Cyberscams Have a New Strategy - While e-mail is still the most common online method used by scam artists to contact potential victims, fraudsters are increasingly turning to Web pages, a category that includes social networks.

Remember the associate of that deposed dictator who needed your help transferring a few million dollars from a Swiss bank account? Well, he's back. And he—or one of his ilk—may show up soon posing as your "friend" on Facebook.
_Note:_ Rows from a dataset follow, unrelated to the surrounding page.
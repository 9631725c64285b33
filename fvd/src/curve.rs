//! Transition curve shapes and the timewarp applied before evaluating them

use std::f64::consts::PI;

/// Easing shape of a transition. Every curve maps normalized time in
/// `[0, 1]` to a normalized output.
#[derive(Debug, Clone, Copy, PartialEq, Eq, Hash)]
pub enum Curve {
    Linear,
    Quadratic,
    Cubic,
    /// Fast rise, long hold, fast fall back to zero
    Plateau,
    Sinusoidal,
    /// Symmetric bump, zero at both ends
    QuarticBump,
}

impl Curve {
    pub const ALL: [Curve; 6] = [
        Curve::Linear,
        Curve::Quadratic,
        Curve::Cubic,
        Curve::Plateau,
        Curve::Sinusoidal,
        Curve::QuarticBump,
    ];

    /// Evaluates the shape at `t`, clamped to `[0, 1]`
    pub fn eval(&self, t: f64) -> f64 {
        let t = t.clamp(0.0, 1.0);
        match self {
            Curve::Linear => t,
            Curve::Cubic => {
                if t < 0.5 {
                    4.0 * t * t * t
                } else {
                    1.0 - (-2.0 * t + 2.0).powi(3) / 2.0
                }
            }
            Curve::Quadratic => {
                if t < 0.5 {
                    2.0 * t * t
                } else {
                    1.0 - (-2.0 * t + 2.0).powi(2) / 2.0
                }
            }
            Curve::Plateau => 1.0 - (-15.0 * (1.0 - (2.0 * t - 1.0).abs()).powi(3)).exp(),
            Curve::Sinusoidal => 0.5 * (1.0 - (PI * t).cos()),
            Curve::QuarticBump => t * t * (16.0 + t * (-32.0 + t * 16.0)),
        }
    }

    /// Value at the end of a segment, which is what a completed segment
    /// contributes to everything after it
    pub fn end_value(&self) -> f64 {
        self.eval(1.0)
    }
}

impl From<persist::CurveData> for Curve {
    fn from(c: persist::CurveData) -> Self {
        match c {
            persist::CurveData::Linear => Curve::Linear,
            persist::CurveData::Quadratic => Curve::Quadratic,
            persist::CurveData::Cubic => Curve::Cubic,
            persist::CurveData::Plateau => Curve::Plateau,
            persist::CurveData::Sinusoidal => Curve::Sinusoidal,
            persist::CurveData::QuarticBump => Curve::QuarticBump,
        }
    }
}

impl From<Curve> for persist::CurveData {
    fn from(c: Curve) -> Self {
        match c {
            Curve::Linear => persist::CurveData::Linear,
            Curve::Quadratic => persist::CurveData::Quadratic,
            Curve::Cubic => persist::CurveData::Cubic,
            Curve::Plateau => persist::CurveData::Plateau,
            Curve::Sinusoidal => persist::CurveData::Sinusoidal,
            Curve::QuarticBump => persist::CurveData::QuarticBump,
        }
    }
}

/// Below this magnitude `center` and `tension` leave time untouched
const WARP_DEADZONE: f64 = 0.01;

/// Reparametrizes normalized time: `center` skews it toward either end,
/// then `tension` compresses (positive) or stretches (negative) it around
/// the midpoint.
pub fn timewarp(t: f64, center: f64, tension: f64) -> f64 {
    warp_tension(warp_center(t, center), tension)
}

fn warp_center(t: f64, center: f64) -> f64 {
    if center.abs() < WARP_DEADZONE {
        t
    } else if center > 0.0 {
        t.powf(2f64.powf(center / 2.0))
    } else {
        1.0 - (1.0 - t).powf(2f64.powf(-center / 2.0))
    }
}

fn warp_tension(t: f64, tension: f64) -> f64 {
    if tension.abs() < WARP_DEADZONE {
        t
    } else if tension > 0.0 {
        0.5 * ((2.0 * tension * (t - 0.5)).sinh() / tension.sinh() + 1.0)
    } else {
        0.5 * ((2.0 * tension.sinh() * (t - 0.5)).asinh() / tension + 1.0)
    }
}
Someone bearing an eerie resemblance to those ubiquitous perpetrators of so-called Nigerian scams ended up in the online social network of Australian citizen "Karina Wells". Earlier this month Wells received a message on Facebook from someone she thought was her real-life friend Adrian. He wrote that he was stranded in Lagos, Nigeria, had no access to a phone, and needed Wells to wire $500 for a plane ticket home. "Adrian" even pleaded for help in a real-time conversation over Facebook's chat service.

Wells didn't buy it. She alerted Australian authorities and Facebook, each of which is conducting an investigation. Although the details have yet to be confirmed, Facebook officials believe someone obtained Adrian's log-in credentials through a "phishing" scheme, luring him to a dummy site where he was asked to enter his Facebook password. The incident was initially reported by the Sydney Morning Herald and later confirmed by

Wells thwarted the apparent ruse, but officials and security experts warn such scams may become more common in an online world where millions of people interact daily, often sharing intimate details with widening circles of friends.